After he was discharged John returned to Michigan where he reentered the service in Company H, Twenty-first Michigan infantry on October 6, 1864, at Grand Rapids for 1 year, crediting Muskegon but listing Grand Rapids as his residence, and was mustered the same day. He joined the Regiment on October 18 at Chattanooga, Tennessee.
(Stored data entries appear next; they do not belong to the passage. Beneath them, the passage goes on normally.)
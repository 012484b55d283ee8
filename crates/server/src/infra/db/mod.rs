//! Database connection and initialization.

use async_trait::async_trait;
use sea_orm::{
    ConnectOptions, ConnectionTrait, Database as SeaDatabase, DatabaseConnection, DbErr, Statement,
};
use sea_orm_migration::MigratorTrait;

use common::DatabaseConfig;

pub mod migrations;

pub use migrations::Migrator;

/// Connectivity probe used by the health endpoint.
#[async_trait]
pub trait HealthCheck: Send + Sync {
    async fn ping(&self) -> Result<(), DbErr>;
}

/// Database wrapper for connection management
#[derive(Clone)]
pub struct Database {
    connection: DatabaseConnection,
}

impl Database {
    /// Connect and apply pending migrations.
    pub async fn connect(config: &DatabaseConfig) -> Result<Self, DbErr> {
        let db = Self::connect_without_migrations(config).await?;
        Migrator::up(&db.connection, None).await?;
        tracing::info!("Database connected and migrations applied");
        Ok(db)
    }

    /// Connect without running migrations (for CLI commands).
    pub async fn connect_without_migrations(config: &DatabaseConfig) -> Result<Self, DbErr> {
        let mut options = ConnectOptions::new(config.url.clone());
        options
            .max_connections(config.max_connections)
            .min_connections(config.min_connections)
            .sqlx_logging(false);

        let connection = SeaDatabase::connect(options).await?;
        Ok(Self { connection })
    }

    /// Get a reference to the database connection.
    pub fn connection(&self) -> &DatabaseConnection {
        &self.connection
    }

    /// Get a clone of the database connection.
    pub fn get_connection(&self) -> DatabaseConnection {
        self.connection.clone()
    }

    /// Run pending migrations.
    pub async fn run_migrations(&self) -> Result<(), DbErr> {
        Migrator::up(&self.connection, None).await
    }

    /// Rollback the last migration.
    pub async fn rollback_migration(&self) -> Result<(), DbErr> {
        Migrator::down(&self.connection, Some(1)).await
    }

    /// Get migration status (list all migrations with applied status).
    pub async fn migration_status(&self) -> Result<Vec<(String, bool)>, DbErr> {
        use sea_orm::{EntityTrait, QueryOrder};
        use sea_orm_migration::seaql_migrations;

        let applied: std::collections::HashSet<String> = seaql_migrations::Entity::find()
            .order_by_asc(seaql_migrations::Column::Version)
            .all(&self.connection)
            .await?
            .into_iter()
            .map(|m| m.version)
            .collect();

        Ok(Migrator::migrations()
            .iter()
            .map(|m| {
                let name = m.name().to_string();
                let is_applied = applied.contains(&name);
                (name, is_applied)
            })
            .collect())
    }

    /// Drop everything and re-run all migrations.
    pub async fn fresh_migrations(&self) -> Result<(), DbErr> {
        Migrator::fresh(&self.connection).await
    }
}

#[async_trait]
impl HealthCheck for Database {
    async fn ping(&self) -> Result<(), DbErr> {
        self.connection
            .execute(Statement::from_string(
                self.connection.get_database_backend(),
                "SELECT 1".to_string(),
            ))
            .await?;
        Ok(())
    }
}
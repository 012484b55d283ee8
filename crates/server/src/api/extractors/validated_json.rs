//! Validated JSON extractor - Combines deserialization with validation.

use axum::{
    async_trait,
    extract::{rejection::JsonRejection, FromRequest, Request},
    Json,
};
use serde::de::DeserializeOwned;
use validator::Validate;

use common::AppError;

/// JSON body that has passed its `validator` rules.
///
/// ```rust,ignore
/// async fn create(ValidatedJson(payload): ValidatedJson<CreateStoreRequest>) {
///     // payload is already validated
/// }
/// ```
pub struct ValidatedJson<T>(pub T);

#[async_trait]
impl<S, T> FromRequest<S> for ValidatedJson<T>
where
    S: Send + Sync,
    T: DeserializeOwned + Validate,
    Json<T>: FromRequest<S, Rejection = JsonRejection>,
{
    type Rejection = AppError;

    async fn from_request(req: Request, state: &S) -> Result<Self, Self::Rejection> {
        let Json(value) = Json::<T>::from_request(req, state)
            .await
            .map_err(|e| AppError::validation(e.body_text()))?;

        value
            .validate()
            .map_err(|e| AppError::validation(format_validation_errors(&e)))?;

        Ok(ValidatedJson(value))
    }
}

/// Join field messages, ordered by field name so output is stable
fn format_validation_errors(errors: &validator::ValidationErrors) -> String {
    let mut fields: Vec<_> = errors.field_errors().into_iter().collect();
    fields.sort_by(|a, b| a.0.cmp(&b.0));

    fields
        .into_iter()
        .flat_map(|(field, errs)| {
            errs.iter().map(move |e| {
                e.message
                    .as_ref()
                    .map(|m| m.to_string())
                    .unwrap_or_else(|| format!("{} is invalid", field))
            })
        })
        .collect::<Vec<_>>()
        .join(", ")
}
The Twenty-first participated in the March to the Sea November 15-December 10 and the siege of Savannah December 10-21 and in the Campaign in the Carolinas January to April of 1865. It was also involved in the battle of Bentonville, North Carolina on March 19-21. John was killed in action on March 19, at the battle of Bentonville. On April 15, the Grand Rapids Eagle wrote that they
regret to learn that John McPherson, a brave, true and reliable soldier of the 21st Mich infantry, was instantly killed in battle at Aiken Run, some 20 miles from Goldsboro on the 19th of March last. Young McPherson went out from this city in 1861 with the gallant Third Michigan Infantry, serving in that command some three years. While a soldier in that Regiment he was in numerous battles, always fortunately escaping unharmed. He was twice a prisoner in the hands of the rebels suffering the horrors of ‘Libby’ and other prisons some three and five months each, one time being exchanged and the other time paroled. On the expiration of his service in the Third [infantry] he enlisted in the 21st Regiment, and in which command has been in camp, siege, through numerous battles and in its grand march under Gen. Sherman through Georgia and South Carolina. Would that this brave soldier, and others like him who have done so much to save freedom and the Union to generations yet to come, could have been spared to enjoy the fruits of their gallant labor and the glory that covers the army and navy of the Union. Young McPherson has left a mother, sister and brothers in this city, to mourn his loss. Peace to the ashes of the heroes in blue.
John was reportedly buried on the battlefield, although there is a memorial to him in the family lot at Greenwood cemetery in Grand Rapids: section C, lot 40.
In 1870 his mother applied for and received a pension (no. 146559). By the time she died four years later she was the last member of the McPherson family left alive.